(INPUT DATA):
######

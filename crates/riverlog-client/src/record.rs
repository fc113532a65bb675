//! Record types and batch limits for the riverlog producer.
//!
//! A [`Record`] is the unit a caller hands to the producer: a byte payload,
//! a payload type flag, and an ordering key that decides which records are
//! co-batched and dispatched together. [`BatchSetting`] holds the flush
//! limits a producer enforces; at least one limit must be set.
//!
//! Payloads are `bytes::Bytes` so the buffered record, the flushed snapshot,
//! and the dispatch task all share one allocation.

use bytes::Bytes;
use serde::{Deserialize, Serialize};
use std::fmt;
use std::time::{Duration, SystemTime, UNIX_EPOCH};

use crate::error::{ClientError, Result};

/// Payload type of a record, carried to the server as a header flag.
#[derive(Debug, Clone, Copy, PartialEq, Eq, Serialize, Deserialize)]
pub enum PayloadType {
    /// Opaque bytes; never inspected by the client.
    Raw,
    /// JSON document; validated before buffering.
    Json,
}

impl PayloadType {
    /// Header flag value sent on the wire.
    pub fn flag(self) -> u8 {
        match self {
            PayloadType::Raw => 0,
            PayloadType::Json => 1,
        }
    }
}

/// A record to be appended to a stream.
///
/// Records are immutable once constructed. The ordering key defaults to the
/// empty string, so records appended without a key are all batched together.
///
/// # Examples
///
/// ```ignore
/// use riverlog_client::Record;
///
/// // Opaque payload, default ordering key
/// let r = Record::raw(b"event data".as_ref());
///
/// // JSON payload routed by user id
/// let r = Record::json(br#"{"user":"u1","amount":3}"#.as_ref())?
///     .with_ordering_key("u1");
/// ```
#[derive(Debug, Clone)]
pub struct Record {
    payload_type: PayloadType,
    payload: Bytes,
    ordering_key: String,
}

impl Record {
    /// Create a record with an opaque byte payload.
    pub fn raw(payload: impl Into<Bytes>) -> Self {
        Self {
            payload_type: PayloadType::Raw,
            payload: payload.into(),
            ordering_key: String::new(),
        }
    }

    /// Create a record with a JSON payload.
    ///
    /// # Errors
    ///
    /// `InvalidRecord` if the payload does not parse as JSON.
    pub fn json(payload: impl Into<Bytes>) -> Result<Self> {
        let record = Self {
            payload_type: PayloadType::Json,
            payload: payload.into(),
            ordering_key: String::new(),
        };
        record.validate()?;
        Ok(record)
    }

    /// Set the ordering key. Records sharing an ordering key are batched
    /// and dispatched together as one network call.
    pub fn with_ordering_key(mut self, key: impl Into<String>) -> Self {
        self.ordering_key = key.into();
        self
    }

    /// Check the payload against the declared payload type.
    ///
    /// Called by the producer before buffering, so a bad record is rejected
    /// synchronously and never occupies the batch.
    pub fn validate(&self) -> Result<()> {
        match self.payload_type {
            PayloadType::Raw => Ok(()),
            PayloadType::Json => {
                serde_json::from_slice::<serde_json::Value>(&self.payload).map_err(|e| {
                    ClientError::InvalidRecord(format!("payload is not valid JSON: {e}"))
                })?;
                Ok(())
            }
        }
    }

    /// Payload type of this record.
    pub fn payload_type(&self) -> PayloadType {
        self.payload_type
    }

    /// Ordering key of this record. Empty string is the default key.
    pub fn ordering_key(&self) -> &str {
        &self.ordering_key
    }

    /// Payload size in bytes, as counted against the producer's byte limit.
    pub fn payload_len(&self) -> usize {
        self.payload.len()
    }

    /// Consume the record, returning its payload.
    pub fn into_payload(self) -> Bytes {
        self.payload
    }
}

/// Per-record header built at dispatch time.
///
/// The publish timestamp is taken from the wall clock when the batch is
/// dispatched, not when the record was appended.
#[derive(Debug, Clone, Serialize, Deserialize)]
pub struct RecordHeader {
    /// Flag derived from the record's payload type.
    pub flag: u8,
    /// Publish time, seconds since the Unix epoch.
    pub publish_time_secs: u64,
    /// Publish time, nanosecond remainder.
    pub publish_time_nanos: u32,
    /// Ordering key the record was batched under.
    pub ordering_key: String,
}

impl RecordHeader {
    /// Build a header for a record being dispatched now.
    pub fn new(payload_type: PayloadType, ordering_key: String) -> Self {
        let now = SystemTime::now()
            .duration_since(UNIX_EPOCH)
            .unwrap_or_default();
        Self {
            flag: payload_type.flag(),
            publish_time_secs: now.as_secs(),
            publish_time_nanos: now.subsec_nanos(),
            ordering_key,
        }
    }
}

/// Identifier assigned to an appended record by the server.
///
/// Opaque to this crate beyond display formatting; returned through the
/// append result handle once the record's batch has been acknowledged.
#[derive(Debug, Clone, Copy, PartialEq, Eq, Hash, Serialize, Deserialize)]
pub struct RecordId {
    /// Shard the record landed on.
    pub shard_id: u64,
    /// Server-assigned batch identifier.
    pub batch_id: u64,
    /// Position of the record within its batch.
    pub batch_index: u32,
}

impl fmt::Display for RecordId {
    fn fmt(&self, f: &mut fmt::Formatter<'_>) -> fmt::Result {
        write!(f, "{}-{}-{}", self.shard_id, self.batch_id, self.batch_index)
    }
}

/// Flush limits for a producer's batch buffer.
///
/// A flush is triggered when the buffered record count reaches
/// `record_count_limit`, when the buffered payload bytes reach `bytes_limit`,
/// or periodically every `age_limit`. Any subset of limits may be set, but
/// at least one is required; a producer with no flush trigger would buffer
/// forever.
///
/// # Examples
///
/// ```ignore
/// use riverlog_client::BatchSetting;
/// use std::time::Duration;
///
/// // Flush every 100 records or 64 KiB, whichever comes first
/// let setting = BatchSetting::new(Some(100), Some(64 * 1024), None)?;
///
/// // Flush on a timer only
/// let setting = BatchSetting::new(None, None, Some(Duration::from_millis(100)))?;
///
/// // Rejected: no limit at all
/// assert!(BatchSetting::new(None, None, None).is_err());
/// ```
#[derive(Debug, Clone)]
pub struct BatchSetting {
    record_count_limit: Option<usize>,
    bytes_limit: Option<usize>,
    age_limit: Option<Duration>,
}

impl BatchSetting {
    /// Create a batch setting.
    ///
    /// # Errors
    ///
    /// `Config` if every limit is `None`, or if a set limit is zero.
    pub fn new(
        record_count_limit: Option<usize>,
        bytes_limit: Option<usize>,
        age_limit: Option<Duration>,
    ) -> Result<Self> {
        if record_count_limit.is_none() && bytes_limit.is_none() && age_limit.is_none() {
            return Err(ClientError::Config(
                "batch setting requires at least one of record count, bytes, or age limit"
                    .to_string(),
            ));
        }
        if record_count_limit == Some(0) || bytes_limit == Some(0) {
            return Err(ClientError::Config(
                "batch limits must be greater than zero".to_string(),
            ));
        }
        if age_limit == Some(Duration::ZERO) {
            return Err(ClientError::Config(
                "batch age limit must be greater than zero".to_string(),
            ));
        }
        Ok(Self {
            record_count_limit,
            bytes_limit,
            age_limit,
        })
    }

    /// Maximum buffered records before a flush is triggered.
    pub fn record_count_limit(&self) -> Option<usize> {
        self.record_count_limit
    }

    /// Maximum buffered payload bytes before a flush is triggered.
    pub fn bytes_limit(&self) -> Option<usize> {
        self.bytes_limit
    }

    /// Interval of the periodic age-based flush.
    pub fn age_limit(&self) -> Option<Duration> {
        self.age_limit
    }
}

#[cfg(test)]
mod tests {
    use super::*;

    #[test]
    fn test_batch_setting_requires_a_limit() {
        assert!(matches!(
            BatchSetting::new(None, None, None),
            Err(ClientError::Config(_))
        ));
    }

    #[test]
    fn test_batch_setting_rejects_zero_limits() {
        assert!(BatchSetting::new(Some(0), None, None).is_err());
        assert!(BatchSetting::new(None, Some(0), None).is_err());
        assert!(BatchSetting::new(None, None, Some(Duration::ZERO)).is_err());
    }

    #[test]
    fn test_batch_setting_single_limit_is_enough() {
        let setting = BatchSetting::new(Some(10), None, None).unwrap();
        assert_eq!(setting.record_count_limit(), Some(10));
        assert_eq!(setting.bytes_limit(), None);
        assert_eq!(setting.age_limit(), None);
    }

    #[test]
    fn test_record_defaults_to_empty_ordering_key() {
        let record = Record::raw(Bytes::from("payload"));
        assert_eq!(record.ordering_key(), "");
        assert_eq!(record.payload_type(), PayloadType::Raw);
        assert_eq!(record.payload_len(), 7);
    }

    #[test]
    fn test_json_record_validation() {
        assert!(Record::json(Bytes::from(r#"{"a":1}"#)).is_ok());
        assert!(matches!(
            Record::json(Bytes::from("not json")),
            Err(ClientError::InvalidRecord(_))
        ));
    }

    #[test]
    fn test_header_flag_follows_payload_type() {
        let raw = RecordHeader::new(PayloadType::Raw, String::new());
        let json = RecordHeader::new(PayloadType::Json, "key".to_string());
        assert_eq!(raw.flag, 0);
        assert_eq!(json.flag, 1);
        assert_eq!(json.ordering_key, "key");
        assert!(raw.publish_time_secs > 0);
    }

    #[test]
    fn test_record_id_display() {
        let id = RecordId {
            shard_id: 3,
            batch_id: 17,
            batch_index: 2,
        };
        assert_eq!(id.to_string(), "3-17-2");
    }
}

######

(DIRECTIONS): Search the records for the string "Some" and report each line that has it.

(SOLUTION FOR THIS PROBLEM):
/// let setting = BatchSetting::new(Some(100), Some(64 * 1024), None)?;
/// let setting = BatchSetting::new(None, None, Some(Duration::from_millis(100)))?;
        if record_count_limit == Some(0) || bytes_limit == Some(0) {
        if age_limit == Some(Duration::ZERO) {
        assert!(BatchSetting::new(Some(0), None, None).is_err());
        assert!(BatchSetting::new(None, Some(0), None).is_err());
        assert!(BatchSetting::new(None, None, Some(Duration::ZERO)).is_err());
        let setting = BatchSetting::new(Some(10), None, None).unwrap();
        assert_eq!(setting.record_count_limit(), Some(10));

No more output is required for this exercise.